And while too much water is an issue for Coastal inhabitants, not enough water is the other issue for many other people who rely on glacial melt for fresh drinking water - such as in Bolivia, where Scientists recorded the first glacier to 'disappear' from existence this past year. Or in news closer to home, The Winter Olympics in Vancouver are having to use trucks to bring in Ice and Snow for their downhill skiing competition because it has been too mild for snowfall.
Winter Games officials have given up on any help from Mother Nature and will now be trucking in snow for the freestyle skiing and snowboarding events at Cypress Mountain, on Vancouver's North Shore.... Mild temperatures and heavy rains earlier this month forced officials to close the mountain ahead of schedule, as snow gave way to mud.

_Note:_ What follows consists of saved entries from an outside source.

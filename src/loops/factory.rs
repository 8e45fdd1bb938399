//! # Loop factory.
//!
//! A [`LoopFactory`] is the external capability that builds everything one
//! namespace's loop needs (scoped event interactor, scoped resource client)
//! and hands back a ready-to-run [`LoopRef`]. The supervisor calls it exactly
//! once per listed namespace, concurrently, from inside that namespace's task.
//!
//! A factory failure is reported exactly like a loop runtime failure.

use std::sync::Arc;

use async_trait::async_trait;

use crate::error::LoopError;
use crate::loops::{LoopRef, Namespace};

/// Shared handle to a factory.
pub type FactoryRef = Arc<dyn LoopFactory>;

/// Builds one control loop per namespace.
///
/// # Example
/// ```
/// use async_trait::async_trait;
/// use tokio_util::sync::CancellationToken;
/// use nsvisor::{LoopError, LoopFactory, LoopFn, LoopRef, Namespace};
///
/// struct Claims;
///
/// #[async_trait]
/// impl LoopFactory for Claims {
///     async fn build(&self, ns: &Namespace) -> Result<LoopRef, LoopError> {
///         let ns = ns.clone();
///         Ok(LoopFn::boxed(move |stop: CancellationToken| async move {
///             let _ = ns;
///             stop.cancelled().await;
///             Ok(())
///         }))
///     }
/// }
/// ```
#[async_trait]
pub trait LoopFactory: Send + Sync + 'static {
    /// Builds the loop for `namespace`.
    ///
    /// Return [`LoopError::Factory`] when a scoped client cannot be constructed.
    async fn build(&self, namespace: &Namespace) -> Result<LoopRef, LoopError>;
}

/// Factory backed by a synchronous closure.
pub struct FactoryFn<F> {
    f: F,
}

impl<F> FactoryFn<F>
where
    F: Fn(&Namespace) -> Result<LoopRef, LoopError> + Send + Sync + 'static,
{
    /// Creates a new closure-backed factory.
    pub fn new(f: F) -> Self {
        Self { f }
    }

    /// Creates the factory and returns it as a shared handle.
    pub fn arc(f: F) -> FactoryRef {
        Arc::new(Self::new(f))
    }
}

#[async_trait]
impl<F> LoopFactory for FactoryFn<F>
where
    F: Fn(&Namespace) -> Result<LoopRef, LoopError> + Send + Sync + 'static,
{
    async fn build(&self, namespace: &Namespace) -> Result<LoopRef, LoopError> {
        (self.f)(namespace)
    }
}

I find it to be the ultimate irony, that at the gathering of the world's countries to compete for Winter Sports, the phrase "giving up on Mother Nature" is being used. How much of Mother Nature's failure will we have to see before we realize what's going on? It seems clear from reading these reports, that action to address these crises needs to start sooner rather than later. However, the United States is home to some of the leading stalwarts of climate change denial and are increasing the severity of the problem. In my other home state of Colorado - Rep. Dave Schulteis has proudly proclaimed why he has decided to vote against Martha Rudolph's appointment to the Executive Director of the Department of Public Health and Environment: http://senatorschultheis.blogspot.com/2010/01/sen-schultheis-votes-no-on-gov.html (hattip sufimarie)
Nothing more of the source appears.